EXERCISE:
From the records below, copy every line that contains the word "longer".

INFORMATION:
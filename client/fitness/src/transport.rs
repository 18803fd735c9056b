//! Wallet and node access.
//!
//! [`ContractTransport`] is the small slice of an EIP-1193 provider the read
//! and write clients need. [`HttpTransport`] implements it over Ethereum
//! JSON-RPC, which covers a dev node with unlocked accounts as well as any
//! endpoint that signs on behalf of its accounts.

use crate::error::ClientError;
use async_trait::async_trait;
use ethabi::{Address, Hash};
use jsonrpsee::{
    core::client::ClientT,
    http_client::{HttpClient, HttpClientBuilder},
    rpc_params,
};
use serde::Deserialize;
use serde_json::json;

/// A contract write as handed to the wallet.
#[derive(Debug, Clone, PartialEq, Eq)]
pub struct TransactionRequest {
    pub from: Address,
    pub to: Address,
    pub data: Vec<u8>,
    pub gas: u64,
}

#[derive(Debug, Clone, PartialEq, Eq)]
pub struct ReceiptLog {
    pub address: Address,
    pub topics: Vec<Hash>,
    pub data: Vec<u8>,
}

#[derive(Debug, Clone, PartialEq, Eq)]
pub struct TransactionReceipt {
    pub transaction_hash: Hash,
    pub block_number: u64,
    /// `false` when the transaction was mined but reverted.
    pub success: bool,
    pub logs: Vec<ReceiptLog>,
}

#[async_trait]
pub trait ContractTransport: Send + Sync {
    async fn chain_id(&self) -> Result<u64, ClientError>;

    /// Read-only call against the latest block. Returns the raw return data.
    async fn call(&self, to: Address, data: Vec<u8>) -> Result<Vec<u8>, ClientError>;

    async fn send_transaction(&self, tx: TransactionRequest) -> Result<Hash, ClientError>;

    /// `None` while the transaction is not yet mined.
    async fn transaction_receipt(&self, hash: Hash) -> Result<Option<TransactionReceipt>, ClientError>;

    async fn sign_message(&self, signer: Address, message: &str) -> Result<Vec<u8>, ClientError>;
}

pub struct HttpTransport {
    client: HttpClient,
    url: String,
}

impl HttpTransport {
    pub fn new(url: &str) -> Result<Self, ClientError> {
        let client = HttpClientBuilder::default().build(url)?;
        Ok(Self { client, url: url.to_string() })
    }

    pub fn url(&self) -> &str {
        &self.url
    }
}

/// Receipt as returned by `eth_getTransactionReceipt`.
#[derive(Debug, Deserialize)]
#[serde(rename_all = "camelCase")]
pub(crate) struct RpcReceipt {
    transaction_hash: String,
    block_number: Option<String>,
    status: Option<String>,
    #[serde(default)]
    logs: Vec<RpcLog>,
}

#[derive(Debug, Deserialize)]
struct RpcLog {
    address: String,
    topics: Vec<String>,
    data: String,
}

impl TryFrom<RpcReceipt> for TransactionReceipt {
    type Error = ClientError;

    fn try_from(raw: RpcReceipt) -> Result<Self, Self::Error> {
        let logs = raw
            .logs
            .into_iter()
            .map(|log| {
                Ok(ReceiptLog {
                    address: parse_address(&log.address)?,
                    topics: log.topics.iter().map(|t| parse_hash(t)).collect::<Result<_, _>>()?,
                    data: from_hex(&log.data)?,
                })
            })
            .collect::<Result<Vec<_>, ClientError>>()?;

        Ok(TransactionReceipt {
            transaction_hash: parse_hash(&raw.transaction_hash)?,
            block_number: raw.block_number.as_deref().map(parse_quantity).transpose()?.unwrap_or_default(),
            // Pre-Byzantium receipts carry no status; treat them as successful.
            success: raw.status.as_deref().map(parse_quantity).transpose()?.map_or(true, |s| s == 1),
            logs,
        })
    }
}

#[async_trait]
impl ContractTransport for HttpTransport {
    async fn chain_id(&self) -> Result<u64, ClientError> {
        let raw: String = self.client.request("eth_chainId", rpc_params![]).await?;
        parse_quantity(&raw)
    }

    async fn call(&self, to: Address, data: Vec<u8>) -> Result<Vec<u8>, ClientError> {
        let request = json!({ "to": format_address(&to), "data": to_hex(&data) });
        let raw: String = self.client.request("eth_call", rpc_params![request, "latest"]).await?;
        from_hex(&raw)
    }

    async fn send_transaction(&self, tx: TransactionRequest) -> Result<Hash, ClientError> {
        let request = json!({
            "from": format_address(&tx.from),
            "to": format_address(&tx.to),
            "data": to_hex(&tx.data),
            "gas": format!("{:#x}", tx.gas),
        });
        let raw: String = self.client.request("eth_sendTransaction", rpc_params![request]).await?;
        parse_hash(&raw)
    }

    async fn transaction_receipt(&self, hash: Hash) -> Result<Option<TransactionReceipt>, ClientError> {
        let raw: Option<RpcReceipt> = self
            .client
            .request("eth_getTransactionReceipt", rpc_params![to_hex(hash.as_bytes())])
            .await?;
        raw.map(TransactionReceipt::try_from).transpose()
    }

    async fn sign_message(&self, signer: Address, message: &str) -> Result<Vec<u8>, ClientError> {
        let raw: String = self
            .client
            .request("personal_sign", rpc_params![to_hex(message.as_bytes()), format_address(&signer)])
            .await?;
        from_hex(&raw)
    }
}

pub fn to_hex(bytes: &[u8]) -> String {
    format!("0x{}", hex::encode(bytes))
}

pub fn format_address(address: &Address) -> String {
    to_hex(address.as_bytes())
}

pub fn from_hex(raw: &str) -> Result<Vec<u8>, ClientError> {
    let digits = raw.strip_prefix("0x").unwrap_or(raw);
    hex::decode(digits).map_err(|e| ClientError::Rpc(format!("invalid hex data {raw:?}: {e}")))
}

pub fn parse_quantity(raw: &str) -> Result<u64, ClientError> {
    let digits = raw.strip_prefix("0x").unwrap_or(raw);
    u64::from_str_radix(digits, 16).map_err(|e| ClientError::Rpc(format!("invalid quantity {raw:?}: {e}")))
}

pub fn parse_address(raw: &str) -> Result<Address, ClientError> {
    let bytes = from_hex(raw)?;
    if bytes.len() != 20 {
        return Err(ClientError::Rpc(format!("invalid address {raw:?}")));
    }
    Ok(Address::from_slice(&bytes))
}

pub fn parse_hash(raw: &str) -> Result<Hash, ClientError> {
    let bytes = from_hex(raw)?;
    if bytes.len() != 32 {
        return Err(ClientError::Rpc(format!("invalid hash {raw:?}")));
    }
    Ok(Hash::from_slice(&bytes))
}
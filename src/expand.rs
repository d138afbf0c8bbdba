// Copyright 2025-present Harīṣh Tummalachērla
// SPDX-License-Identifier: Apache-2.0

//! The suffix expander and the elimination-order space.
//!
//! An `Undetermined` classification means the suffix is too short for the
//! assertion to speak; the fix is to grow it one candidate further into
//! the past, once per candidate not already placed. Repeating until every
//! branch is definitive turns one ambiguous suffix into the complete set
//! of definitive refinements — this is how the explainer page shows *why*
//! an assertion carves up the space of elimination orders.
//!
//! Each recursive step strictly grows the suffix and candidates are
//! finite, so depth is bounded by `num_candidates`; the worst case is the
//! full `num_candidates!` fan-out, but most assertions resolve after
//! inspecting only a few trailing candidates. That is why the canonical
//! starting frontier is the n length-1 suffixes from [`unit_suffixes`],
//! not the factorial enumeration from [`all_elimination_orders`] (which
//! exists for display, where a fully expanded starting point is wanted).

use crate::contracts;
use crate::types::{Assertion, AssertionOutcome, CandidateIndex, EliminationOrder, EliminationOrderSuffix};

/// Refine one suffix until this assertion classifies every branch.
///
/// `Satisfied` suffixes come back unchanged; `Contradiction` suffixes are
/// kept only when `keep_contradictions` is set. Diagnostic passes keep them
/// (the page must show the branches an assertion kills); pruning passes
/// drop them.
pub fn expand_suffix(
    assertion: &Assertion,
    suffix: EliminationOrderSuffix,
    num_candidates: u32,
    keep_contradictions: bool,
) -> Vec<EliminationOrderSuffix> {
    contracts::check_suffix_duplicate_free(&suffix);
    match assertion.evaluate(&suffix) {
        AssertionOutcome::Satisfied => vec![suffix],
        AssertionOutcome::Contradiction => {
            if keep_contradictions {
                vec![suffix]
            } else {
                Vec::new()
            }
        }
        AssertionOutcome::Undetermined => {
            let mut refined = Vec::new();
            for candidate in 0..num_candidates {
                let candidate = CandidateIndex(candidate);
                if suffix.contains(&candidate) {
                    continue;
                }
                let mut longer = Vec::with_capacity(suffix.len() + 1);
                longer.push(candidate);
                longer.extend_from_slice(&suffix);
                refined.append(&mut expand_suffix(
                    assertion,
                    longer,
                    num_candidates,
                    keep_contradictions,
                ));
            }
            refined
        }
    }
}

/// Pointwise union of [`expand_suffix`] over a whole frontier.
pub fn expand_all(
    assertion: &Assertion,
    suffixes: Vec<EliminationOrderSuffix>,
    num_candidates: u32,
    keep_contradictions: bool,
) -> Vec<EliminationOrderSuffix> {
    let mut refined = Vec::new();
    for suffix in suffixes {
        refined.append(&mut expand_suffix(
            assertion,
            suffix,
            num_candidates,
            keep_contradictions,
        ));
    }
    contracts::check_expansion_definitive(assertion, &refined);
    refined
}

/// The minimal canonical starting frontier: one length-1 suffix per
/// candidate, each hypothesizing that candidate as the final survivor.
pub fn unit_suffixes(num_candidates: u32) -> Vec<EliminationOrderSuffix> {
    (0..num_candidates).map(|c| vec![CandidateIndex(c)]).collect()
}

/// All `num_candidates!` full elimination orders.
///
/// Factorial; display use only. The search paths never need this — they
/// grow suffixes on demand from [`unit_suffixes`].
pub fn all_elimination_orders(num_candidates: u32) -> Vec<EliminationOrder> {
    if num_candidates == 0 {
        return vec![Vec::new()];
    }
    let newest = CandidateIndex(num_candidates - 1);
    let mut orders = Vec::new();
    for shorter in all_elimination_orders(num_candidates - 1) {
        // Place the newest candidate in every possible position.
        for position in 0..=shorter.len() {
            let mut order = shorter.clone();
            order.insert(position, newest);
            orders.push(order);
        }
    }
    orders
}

OUTPUT FOR THIS TASK:
                let mut longer = Vec::with_capacity(suffix.len() + 1);
                longer.push(candidate);
                longer.extend_from_slice(&suffix);
                    longer,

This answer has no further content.